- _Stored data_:
....

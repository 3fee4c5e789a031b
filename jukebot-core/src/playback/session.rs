// src/playback/session.rs
//
// Per-guild playback state machine. Every operation runs under the session's
// own async mutex; notifications are collected while the lock is held and
// published once it is released.

use std::collections::{HashSet, VecDeque};
use std::sync::Arc;
use std::time::Duration;

use chrono::Utc;
use tokio::sync::{Mutex, OwnedMutexGuard};
use tokio::time::Instant;
use tokio_util::sync::CancellationToken;
use tracing::{debug, info, warn};
use uuid::Uuid;

use jukebot_common::models::{
    GuildId, HistoryEntry, LoopMode, MemberId, PlaybackState, SessionSnapshot, SkipOutcome, Track,
    TrackOutcome, TransportFinished, TransportHandle, TransportOutcome,
};
use jukebot_common::traits::{Resolver, SessionRepository, Transport};

use crate::config::{EngineConfig, VotingConfig};
use crate::eventbus::{EventBus, SessionEvent};
use crate::playback::queue::{FinishReason, Queue};
use crate::services::vote_skip::evaluate_threshold;
use crate::utils::retry_with_backoff;
use crate::Error;

/// Collaborators shared by every session.
#[derive(Clone)]
pub struct SessionDeps {
    pub resolver: Arc<dyn Resolver>,
    pub transport: Arc<dyn Transport>,
    pub repository: Arc<dyn SessionRepository>,
    pub event_bus: Arc<EventBus>,
    pub config: Arc<EngineConfig>,
}

#[derive(Debug, Clone, PartialEq)]
pub enum Enqueued {
    /// The session was idle and this track started right away.
    Started(Track),
    /// 1-based position among pending tracks.
    Queued { position: usize },
}

/// What happened when a member left the voice channel.
#[derive(Debug, Clone)]
pub enum LeaveAction {
    /// The member is not the requester of the current track, or nothing plays.
    Ignored,
    /// A prompt is already outstanding; the first one wins.
    AlreadyPrompted,
    /// Nobody is left to ask, so the track was skipped.
    Skipped(Track),
    /// Playback paused and a prompt was opened. `cancel` fires when the
    /// prompt is resolved by any path.
    Prompted {
        prompt_id: Uuid,
        cancel: CancellationToken,
    },
}

#[derive(Debug, Clone, Copy, PartialEq, Eq)]
pub enum PromptDecision {
    Keep,
    Skip,
    TimedOut,
}

#[derive(Debug, Clone, PartialEq)]
pub enum PromptResolution {
    Kept,
    Skipped(Option<Track>),
}

/// Read-only view of a session.
#[derive(Debug, Clone)]
pub struct SessionStatus {
    pub guild_id: GuildId,
    pub state: PlaybackState,
    pub now_playing: Option<Track>,
    pub pending: Vec<Track>,
    pub loop_mode: LoopMode,
    pub volume: f32,
    pub votes: usize,
    pub prompt_id: Option<Uuid>,
    pub idle_for: Duration,
}

struct PendingPrompt {
    id: Uuid,
    /// Only resume on "keep" if the prompt was what paused playback.
    paused_by_prompt: bool,
    cancel: CancellationToken,
}

pub(crate) struct SessionState {
    playback: PlaybackState,
    queue: Queue,
    loop_mode: LoopMode,
    volume: f32,
    handle: Option<TransportHandle>,
    last_activity: Instant,
    votes: HashSet<MemberId>,
    prompt: Option<PendingPrompt>,
    history: VecDeque<HistoryEntry>,
    history_limit: usize,
    dirty: bool,
    outbox: Vec<SessionEvent>,
}

pub(crate) type StateGuard = OwnedMutexGuard<SessionState>;
use std::future::Future;

use tokio::time::sleep;
use tracing::warn;

use crate::config::RetryConfig;
use crate::Error;

/// Runs `op` until it succeeds, fails with a non-retryable error, or the
/// configured number of attempts is used up. The delay doubles after each
/// retryable failure, capped at `max_delay`.
pub async fn retry_with_backoff<T, F, Fut>(config: &RetryConfig, what: &str, mut op: F) -> Result<T, Error>
where
    F: FnMut() -> Fut,
    Fut: Future<Output = Result<T, Error>>,
{
    let mut delay = config.base_delay();
    let mut attempt = 1;
    loop {
        match op().await {
            Ok(v) => return Ok(v),
            Err(e) if e.is_retryable() && attempt < config.attempts => {
                warn!(
                    "{} failed (attempt {}/{}): {}; retrying in {:?}",
                    what, attempt, config.attempts, e, delay
                );
                sleep(delay).await;
                delay = (delay * 2).min(config.max_delay());
                attempt += 1;
            }
            Err(e) => return Err(e),
        }
    }
}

....

- _PROBLEM TO SOLVE_: Gather every line from the entries above where the word "sleep" appears, and copy them.

- _EXPECTED ANSWER_:
use tokio::time::sleep;
                sleep(delay).await;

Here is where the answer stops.